Der Autor beginnt mit einer Darstellung des Hintergrunds der Entstehung des TR2 über das unbefriedigende Modell TS20, das auf der Londoner Motor Show 1952 ausgestellt wurde. Es folgt eine detaillierte technische Beschreibung und Analyse des TR2, die alle Aspekte des Fahrgestells, des Fahrwerks, des Motors und des Getriebes abdeckt.
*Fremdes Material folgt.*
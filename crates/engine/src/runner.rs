// SPDX-License-Identifier: BUSL-1.1
// Copyright (c) 2026 Alfred Jean LLC

//! One invocation of the batch runner, end to end.
//!
//! Planning happens first and touches nothing on disk. A real run then
//! checks the tool, creates the output directory, schedules every planned
//! job, and writes exactly one new summary file.

use crate::command::CommandBuilder;
use crate::env;
use crate::error::BatchError;
use crate::executor::{ExecutionPolicy, JobExecutor};
use crate::health::check_tool;
use crate::jitter::StartupJitter;
use crate::plan::{custom_base_name, duplicate_names, plan_batch, plan_custom};
use crate::retry::plan_retry;
use crate::scheduler::Scheduler;
use crate::store::ResultStore;
use std::path::PathBuf;
use std::time::Duration;
use sweep_adapters::{BatchBanner, Reporter, ToolRunner, HEALTH_CHECK_TIMEOUT};
use sweep_config::{BatchSelector, SchedulerSettings, SweepConfig};
use sweep_core::{BatchSummary, Clock, JobSpec, ParameterSet};
use sweep_storage::{load_summary, save_summary, summary_path};

/// What a run covers
#[derive(Debug, Clone, PartialEq)]
pub enum RunMode {
    /// Configured batches
    Batches(BatchSelector),
    /// One ad-hoc parameter set layered over the defaults
    Custom(ParameterSet),
    /// Failed jobs of an earlier summary file
    Retry(PathBuf),
}

/// Everything a run needs besides the configuration
#[derive(Debug, Clone)]
pub struct RunRequest {
    /// Recorded in the summary as `config_file`
    pub config_file: String,
    pub output_dir: PathBuf,
    pub workers: usize,
    pub mode: RunMode,
    pub dry_run: bool,
}

/// Jobs of one batch, with the banner to show before them
#[derive(Debug, Clone, PartialEq)]
pub struct PlannedBatch {
    pub banner: Option<BatchBanner>,
    pub jobs: Vec<JobSpec>,
}

#[derive(Debug)]
pub enum RunOutcome {
    /// Nothing ran; these jobs would have
    DryRun(Vec<PlannedBatch>),
    Completed {
        summary: BatchSummary,
        path: PathBuf,
    },
}

/// Scheduling knobs after file settings and environment overrides
#[derive(Debug, Clone, PartialEq)]
pub struct RunSettings {
    pub policy: ExecutionPolicy,
    pub jitter: StartupJitter,
    pub health_timeout: Duration,
    /// Prefix for headless hosts, if one was detected
    pub wrapper: Option<Vec<String>>,
}

impl RunSettings {
    pub fn from_config(settings: &SchedulerSettings) -> Self {
        let (min, max) = settings.jitter();
        Self {
            policy: ExecutionPolicy::from_settings(settings),
            jitter: StartupJitter::new(min, max),
            health_timeout: HEALTH_CHECK_TIMEOUT,
            wrapper: None,
        }
    }

    /// Apply `SWEEP_TIMEOUT_MS`, `SWEEP_JITTER_MS` and `SWEEP_HEALTH_TIMEOUT_MS`.
    pub fn with_env_overrides(mut self) -> Self {
        if let Some(timeout) = env::timeout_override() {
            self.policy.timeout = timeout;
        }
        if let Some((min, max)) = env::jitter_override() {
            self.jitter = StartupJitter::new(min, max);
        }
        self.health_timeout = env::health_check_timeout();
        self
    }

    pub fn with_wrapper(mut self, wrapper: Option<Vec<String>>) -> Self {
        self.wrapper = wrapper;
        self
    }
}

/// Drives planning, execution and persistence for one request
pub struct Runner<T, R, C> {
    tool: T,
    reporter: R,
    clock: C,
    settings: RunSettings,
}

impl<T, R, C> Runner<T, R, C>
where
    T: ToolRunner,
    R: Reporter,
    C: Clock,
{
    pub fn new(tool: T, reporter: R, clock: C, settings: RunSettings) -> Self {
        Self {
            tool,
            reporter,
            clock,
            settings,
        }
    }

    fn command_builder(&self, config: &SweepConfig, request: &RunRequest) -> CommandBuilder {
        let builder = CommandBuilder::from_config(config, &request.output_dir);
        match &self.settings.wrapper {
            Some(wrapper) if config.scheduler.display_wrapper => {
                builder.with_wrapper(wrapper.clone())
            }
            _ => builder,
        }
    }

    /// Resolve the request to job lists without side effects.
    pub fn plan(
        &self,
        config: &SweepConfig,
        request: &RunRequest,
    ) -> Result<Vec<PlannedBatch>, BatchError> {
        let builder = self.command_builder(config, request);
        match &request.mode {
            RunMode::Batches(selector) => {
                let selected = config.select_batches(selector)?;
                if selected.is_empty() {
                    tracing::warn!("no batch configurations found (after filtering)");
                } else {
                    tracing::info!(batches = selected.len(), "starting batch processing");
                }
                selected
                    .into_iter()
                    .map(|batch| {
                        let jobs = plan_batch(config, batch.def, &batch.name, &builder)?;
                        Ok::<_, BatchError>(PlannedBatch {
                            banner: Some(BatchBanner {
                                position: batch.position + 1,
                                total: batch.total,
                                name: batch.name,
                                description: batch.def.description.clone(),
                                combinations: jobs.len(),
                            }),
                            jobs,
                        })
                    })
                    .collect()
            }
            RunMode::Custom(params) => {
                let base = custom_base_name(self.clock.now());
                Ok(vec![PlannedBatch {
                    banner: None,
                    jobs: plan_custom(config, params, &base, &builder)?,
                }])
            }
            RunMode::Retry(path) => {
                let prior = load_summary(path)?;
                let jobs = plan_retry(&prior, &builder);
                if jobs.is_empty() {
                    tracing::info!(summary = %path.display(), "no failed analyses found in summary");
                } else {
                    tracing::info!(count = jobs.len(), "found failed analyses, retrying");
                }
                Ok(vec![PlannedBatch {
                    banner: None,
                    jobs,
                }])
            }
        }
    }

    /// Plan, then (unless dry-run) execute and save a summary.
    pub async fn run(
        &self,
        config: &SweepConfig,
        request: &RunRequest,
    ) -> Result<RunOutcome, BatchError> {
        let planned = self.plan(config, request)?;
        if request.dry_run {
            return Ok(RunOutcome::DryRun(planned));
        }

        check_tool(&self.tool, &config.tool_cmd, self.settings.health_timeout).await?;
        tokio::fs::create_dir_all(&request.output_dir)
            .await
            .map_err(|source| BatchError::CreateDir {
                path: request.output_dir.clone(),
                source,
            })?;

        let executor = JobExecutor::new(
            self.tool.clone(),
            self.reporter.clone(),
            self.clock.clone(),
            self.settings.policy,
        );
        let scheduler = Scheduler::new(
            executor,
            self.reporter.clone(),
            request.workers,
            self.settings.jitter,
        );
        let store = ResultStore::new();

        for batch in planned {
            if let Some(banner) = &batch.banner {
                self.reporter.batch_started(banner);
            }
            for (name, count) in duplicate_names(&batch.jobs) {
                self.reporter.duplicate_name(&name, count);
            }
            scheduler.run(batch.jobs, &store).await;
        }

        let summary = store.summary(&request.config_file);
        let path = summary_path(&request.output_dir, self.clock.now());
        save_summary(&summary, &path)?;
        self.reporter.run_finished(&summary);
        self.reporter.summary_written(&path);
        Ok(RunOutcome::Completed { summary, path })
    }
}

#[cfg(test)]
#[path = "runner_tests.rs"]
mod tests;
Dies bildet die Grundlage für die folgenden Kapitel über den TR3 und den TR3A, von denen jedes eine umfassende Behandlung erfährt. Es wird auch ausführlich über die erfolgreiche Teilnahme der TRs am Motorsport berichtet, einschließlich Le Mans und internationalen Rallyes, und es werden Vergleiche zwischen den TR2s und 3s und Konkurrenzmodellen wie dem Austin-Healey 100 und dem MGA gezogen. Schließlich gibt es Ratschläge zur Praktikabilität des Besitzes und der Nutzung der Autos heute.
Hervorragende Exemplare jedes Modells wurden speziell für dieses Buch fotografiert, und diese Bilder finden sich neben etwa 250 Abbildungen aus Archiven sowie aus Verkaufs- und Werbematerial. In seiner eingehenden Untersuchung dieser prächtigen Sportwagen bietet dieses Buch einen unübertroffenen Wissensschatz für die vielen Besitzer und Enthusiasten, die sich leidenschaftlich für sie interessieren, und dient als Hommage an die Männer, die sie gebaut haben.
Über den Autor
Bill Piggott, ein lebenslanger Sportwagen-Enthusiast, ist seit 1978 Registrar und Archivar des TR Register. Seit 1970 TR-Besitzer, hat er Exemplare praktisch jedes Modells besessen, obwohl er besonders den TR2, insbesondere die Long-Door-Autos, liebt. Obwohl er von Beruf Anwalt ist, widmet er die meiste Zeit dem Schreiben, insbesondere zu Oldtimerthemen, wobei TRs seine Spezialität sind. Zu Bill Piggotts weiteren Interessen gehören Dampfeisenbahnen, gutes Essen und Wein und „fast alles aus den 1950er Jahren“.